Convex functions

Show that the following functions from \(\mathbb{R}^{n}\) to \((-∞,∞]\) are convex :

\(\hspace{1cm}(a)\hspace{0,5cm} f_{1}\left( x\right) =\ln \left( e^{x_{1}}+\ldots+e^{x_{n}}\right)\)

\(\hspace{1cm}(b)\hspace{0,5cm} f_{2}\left( x\right) =\left\Vert x\right\Vert^{p},\) with \(p\geq 1\)

\(\hspace{1cm}(c)\hspace{0,5cm}f_{3}\left( x\right) =\frac{1}{f\left( x\right) },\) where \(f\) is concave and \(0<f(x)<\infty\) for all \(x\)

\((a)\) We show that the Hessian of \(f_{1}\) is positive semidefinite at all \(x∈\mathbb{R}^{n}\). Let \(β(x)=e^{x₁}+...+e^{x_{n}}\). Then a straightforward calculation yields

\(\hspace{1,5cm}z^{T }\nabla ^{2}f_{2}\left( x\right) z=\frac{1}{\beta \left( x\right)^{2}}\sum_{i=1}^{n}\sum_{j=1}^{n}e^{\left( x_{i}+x_{j}\right) }\left(z_{i}-z_{j}\right) ^{2}\geq 0,\forall z\in \mathbb{R}^{n},\)

so \(f_{1}\) is convex.

\((b)\) The function\( f_{2}(x)=‖x‖^{p}\) can be viewed as a composition \( g(f(x))\) of the scalar function \(g(t)=t^{p}\) with \(p≥1\) and the function \(f(x)=‖x‖\). In this case, \(g\) is convex and monotonically increasing over the nonnegative axis, the set of values that f can take, while f is convex over \(\mathbb{R}^{n}\) (since any vector norm is convex ). Using the properties of the power function, we deduce that \(f_2\) is convex.

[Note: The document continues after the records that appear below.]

//! Tick cycle: the fixed-order pipeline that drives the Frontier simulation.
//!
//! Each tick runs these phases in order:
//!
//! 1. **Wake** -- advance the clock, clear the event and chat buffers, purge
//!    finished trades and inactive combat pairs.
//! 2. **Intake** -- drain the [`CommandQueue`], decoding raw commands.
//! 3. **Validation** -- check every command against the state at the start
//!    of the phase.
//! 4. **Execution** -- apply accepted commands in ascending actor order. A
//!    command whose target vanished in the meantime is moved to the rejected
//!    list with `TargetVanished`.
//! 5. **Continuous effects** -- movement, gathering, sapling growth,
//!    crafting completion, trade expiry, NPC AI, behemoths, combat,
//!    respawns, population balancing.
//! 6. **Diff** -- compare tracked fields against the pre-tick capture.
//!
//! The cycle is deterministic given the same initial state and commands:
//! every random draw comes from a generator seeded by `(world seed, tick)`.

use rand::SeedableRng;
use rand::rngs::StdRng;
use tracing::{debug, info, warn};

use frontier_agents::{
    AgentError, NpcConfig, RulesConfig, actions, behemoth, combat, crafting, death, movement,
    npc, trade,
};
use frontier_types::{AcceptedCommand, RejectedCommand, Rejection, RejectionReason, TickResult};
use frontier_world::{WorldError, WorldState, resource, rng};

use crate::changes::TrackedState;
use crate::queue::{CommandQueue, QueuedCommand};

/// Errors that abort a tick.
///
/// Rule violations and vanished targets never surface here; they end up in
/// the tick's rejected list.
#[derive(Debug, thiserror::Error)]
pub enum TickError {
    /// A world operation failed (in practice: the tick counter overflowed).
    #[error("world error: {source}")]
    World {
        /// The underlying world error.
        #[from]
        source: WorldError,
    },

    /// A sub-processor hit an arithmetic failure.
    #[error("{phase} failed: {source}")]
    Phase {
        /// The phase that failed.
        phase: &'static str,
        /// The underlying agent error.
        source: AgentError,
    },
}

/// The mutable simulation state passed through the tick cycle.
#[derive(Debug)]
pub struct Simulation {
    /// The authoritative world.
    pub world: WorldState,
    /// Commands waiting for the next tick.
    pub queue: CommandQueue,
    /// Game rules.
    pub rules: RulesConfig,
    /// NPC tuning.
    pub npc: NpcConfig,
}

impl Simulation {
    /// Bundle a world with its rules and an empty queue.
    pub const fn new(
        world: WorldState,
        rules: RulesConfig,
        npc: NpcConfig,
        max_command_age_ticks: u64,
    ) -> Self {
        Self {
            world,
            queue: CommandQueue::new(max_command_age_ticks),
            rules,
            npc,
        }
    }
}

/// Execute one complete tick of the simulation.
pub fn run_tick(sim: &mut Simulation) -> Result<TickResult, TickError> {
    let before = TrackedState::capture(&sim.world);

    // --- Wake ---
    let tick = sim.world.begin_tick()?;
    debug!(tick, "tick started");

    // --- Intake ---
    let commands = sim.queue.drain(tick);

    // --- Validation ---
    let (valid, mut rejected) = validate_all(&sim.world, &sim.rules, commands);

    // --- Execution ---
    let mut accepted = Vec::with_capacity(valid.len());
    for QueuedCommand { actor, command } in valid {
        let kind = command.kind();
        match actions::execute_command(&mut sim.world, actor, &command, &sim.rules) {
            Ok(()) => accepted.push(AcceptedCommand { actor, kind }),
            Err(err) => {
                warn!(tick, actor = %actor, ?kind, error = %err, "command target vanished");
                rejected.push(RejectedCommand {
                    actor,
                    kind,
                    rejection: Rejection::new(RejectionReason::TargetVanished, err.to_string()),
                });
            }
        }
    }

    // --- Continuous effects ---
    advance_continuous(sim)?;

    // --- Diff ---
    let changes = before.diff(&TrackedState::capture(&sim.world));

    info!(
        tick,
        accepted = accepted.len(),
        rejected = rejected.len(),
        events = sim.world.events.len(),
        changes = changes.len(),
        "tick complete"
    );

    Ok(TickResult {
        tick,
        accepted,
        rejected,
        events: sim.world.events.clone(),
        changes,
        chat: sim.world.chat.clone(),
    })
}

/// Split drained commands into those that pass validation and rejections.
fn validate_all(
    world: &WorldState,
    rules: &RulesConfig,
    commands: Vec<QueuedCommand>,
) -> (Vec<QueuedCommand>, Vec<RejectedCommand>) {
    let mut valid = Vec::with_capacity(commands.len());
    let mut rejected = Vec::new();
    for queued in commands {
        match actions::validate(queued.actor, &queued.command, world, rules) {
            Ok(()) => valid.push(queued),
            Err(rejection) => {
                debug!(
                    actor = %queued.actor,
                    kind = ?queued.command.kind(),
                    reason = ?rejection.reason,
                    message = %rejection.message,
                    "command rejected"
                );
                rejected.push(RejectedCommand {
                    actor: queued.actor,
                    kind: queued.command.kind(),
                    rejection,
                });
            }
        }
    }
    (valid, rejected)
}

/// Every per-tick sub-processor, in pipeline order.
fn advance_continuous(sim: &mut Simulation) -> Result<(), TickError> {
    let world = &mut sim.world;
    let rules = &sim.rules;
    let mut rng = StdRng::seed_from_u64(rng::tick_seed(world.seed(), world.tick()));

    movement::advance_movement(world, &rules.speeds);
    resource::process_gathering(world, &rules.resources);
    resource::process_saplings(world, &rules.resources);
    crafting::process_crafting(world).map_err(|source| TickError::Phase {
        phase: "crafting",
        source,
    })?;
    trade::expire_trades(world, rules);
    npc::update_npcs(world, &sim.npc, rules.speeds.npc, &mut rng);
    behemoth::process_behemoths(world, rules).map_err(|source| TickError::Phase {
        phase: "behemoths",
        source,
    })?;
    combat::resolve_combat(world, rules).map_err(|source| TickError::Phase {
        phase: "combat",
        source,
    })?;
    death::process_respawns(world);
    let spawned =
        npc::balance_population(world, &sim.npc, &mut rng).map_err(|source| TickError::Phase {
            phase: "population balancing",
            source,
        })?;
    if !spawned.is_empty() {
        info!(tick = world.tick(), count = spawned.len(), "monsters spawned");
    }
    Ok(())
}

\((c)\) The function \(f_{3}(x)=\frac{1}{f(x)}\) can be viewed as a composition \(g(h(x))\) of the function \(g(t)=-\frac{1}{t}\) for \( t<0\) and the function \( h(x)=-f(x)\) for \(x∈\mathbb{R}^{n}\). In this case \(g\) is convex and monotically increasing in the set \({t<0}\), while h is convex over \(\mathbb{R}^{n}\). Using the properties of the inverse function, it follows that the function \(f_{3}=\frac{1}{f(x)}\) is convex over \(\mathbb{R}^{n}\).